Women are pre-programmed to want a secure home to raise kids. Men are pre-programmed to father as many children as they can. So men tend to be more promiscuous. Agree?

In a straight relationship with one man - one woman, it is the man who usually strays and finds prostitutes etc... . In a G relationship, put 2 men together, and monogamy is really at a disadvantage.

Not impossible, but certainly at a disadvantage.

But I think it is more important to focus on the emotional relationship, not the sexual one. We often relate sex with love, and this reinforced by popular culture (Hollywood and the like). So... if he has sex with someone else, therefore he loves the other person, and therefore he loves me less. I don't know about everyone else, but I certainly know that it is possible to have sex with someone without loving him. It is just getting rid of the horniness.

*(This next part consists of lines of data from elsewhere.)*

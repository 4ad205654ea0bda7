//! Category update builder. A new title re-derives the slug.

use serde::Serialize;

#[derive(Debug, Clone, Default, Serialize)]
pub struct CategoryUpdate {
    #[serde(skip_serializing_if = "Option::is_none")]
    pub title: Option<String>,
    #[serde(skip_serializing_if = "Option::is_none")]
    pub status: Option<bool>,
}

pub struct CategoryUpdateBuilder(CategoryUpdate);

impl CategoryUpdateBuilder {
    #[must_use]
    pub fn new() -> Self {
        Self(CategoryUpdate::default())
    }

    #[must_use]
    pub fn title(mut self, title: impl Into<String>) -> Self {
        self.0.title = Some(title.into());
        self
    }

    #[must_use]
    pub const fn status(mut self, status: bool) -> Self {
        self.0.status = Some(status);
        self
    }

    #[must_use]
    pub fn build(self) -> CategoryUpdate {
        self.0
    }
}

impl Default for CategoryUpdateBuilder {
    fn default() -> Self {
        Self::new()
    }
}
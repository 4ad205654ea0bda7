use axum::extract::{Path, State};
use axum::response::IntoResponse;
use axum::routing::{get, patch, post};
use axum::{Json, Router};
use serde::Deserialize;

use crate::auth::CurrentUser;
use crate::envelope::ok;
use crate::error::ApiResult;
use crate::state::AppState;

pub fn router() -> Router<AppState> {
    Router::new()
        .route("/", post(create_comment))
        .route("/task/{task_id}", get(task_comments))
        .route(
            "/{id}",
            patch(update_comment).get(get_comment).delete(delete_comment),
        )
}

#[derive(Debug, Deserialize)]
#[serde(rename_all = "camelCase")]
pub struct CreateCommentBody {
    pub task_id: String,
    pub comment: String,
    pub parent_id: Option<String>,
}

#[derive(Debug, Deserialize)]
#[serde(rename_all = "camelCase")]
pub struct UpdateCommentBody {
    pub comment: String,
}

async fn create_comment(
    State(state): State<AppState>,
    user: CurrentUser,
    Json(body): Json<CreateCommentBody>,
) -> ApiResult<impl IntoResponse> {
    let comment = state
        .service
        .create_comment(
            &body.task_id,
            user.id(),
            &body.comment,
            body.parent_id.as_deref(),
        )
        .await?;
    Ok(ok("Task comment created successfully", comment))
}

async fn task_comments(
    State(state): State<AppState>,
    _user: CurrentUser,
    Path(task_id): Path<String>,
) -> ApiResult<impl IntoResponse> {
    state.service.get_task(&task_id).await?;
    let threads = state.service.list_comments(&task_id).await?;
    Ok(ok("Task comments retrieved successfully", threads))
}

async fn get_comment(
    State(state): State<AppState>,
    _user: CurrentUser,
    Path(id): Path<String>,
) -> ApiResult<impl IntoResponse> {
    let comment = state.service.get_comment(&id).await?;
    Ok(ok("Task comment retrieved successfully", comment))
}

async fn update_comment(
    State(state): State<AppState>,
    user: CurrentUser,
    Path(id): Path<String>,
    Json(body): Json<UpdateCommentBody>,
) -> ApiResult<impl IntoResponse> {
    let comment = state
        .service
        .update_comment(&id, user.id(), &body.comment)
        .await?;
    Ok(ok("Task comment updated successfully", comment))
}

async fn delete_comment(
    State(state): State<AppState>,
    user: CurrentUser,
    Path(id): Path<String>,
) -> ApiResult<impl IntoResponse> {
    let comment = state.service.delete_comment(&id, user.id()).await?;
    Ok(ok("Task comment deleted successfully", comment))
}
//! HTTP listener configuration.

use serde::{Deserialize, Serialize};

fn default_bind() -> String {
    "127.0.0.1:5000".to_string()
}

#[derive(Debug, Clone, Deserialize, Serialize)]
pub struct ServerConfig {
    /// Socket address to listen on.
    #[serde(default = "default_bind")]
    pub bind: String,

    /// Origins allowed to open a live-channel connection. Empty allows any.
    #[serde(default)]
    pub allowed_origins: Vec<String>,
}

impl Default for ServerConfig {
    fn default() -> Self {
        Self {
            bind: default_bind(),
            allowed_origins: Vec::new(),
        }
    }
}

impl ServerConfig {
    /// Whether a WebSocket `Origin` header value is acceptable.
    pub fn origin_allowed(&self, origin: Option<&str>) -> bool {
        if self.allowed_origins.is_empty() {
            return true;
        }
        origin.is_some_and(|o| self.allowed_origins.iter().any(|a| a == o))
    }
}

#[cfg(test)]
mod tests {
    use super::*;

    #[test]
    fn default_binds_localhost() {
        let config = ServerConfig::default();
        assert_eq!(config.bind, "127.0.0.1:5000");
        assert!(config.origin_allowed(None));
    }

    #[test]
    fn origin_list_is_enforced() {
        let config = ServerConfig {
            allowed_origins: vec!["http://localhost:5173".into()],
            ..Default::default()
        };
        assert!(config.origin_allowed(Some("http://localhost:5173")));
        assert!(!config.origin_allowed(Some("https://evil.example")));
        assert!(!config.origin_allowed(None));
    }
}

If one is able to separate sex from love, the relationship will certainly be easier to maintain. But this will necessarily mean that each partner will have to accept the other satisfying his purely physical urges with someone else.

Now I am sure I am going to get hate mail from all the idealists out there.

SP

I only agree that if the person who flirt around after attach,when he get to know that his lover also sleep with others too he still won't get jealous,sad or angry,cos i feel that he ahs already no right to be angry as he is a slut too...so there is no one betray who...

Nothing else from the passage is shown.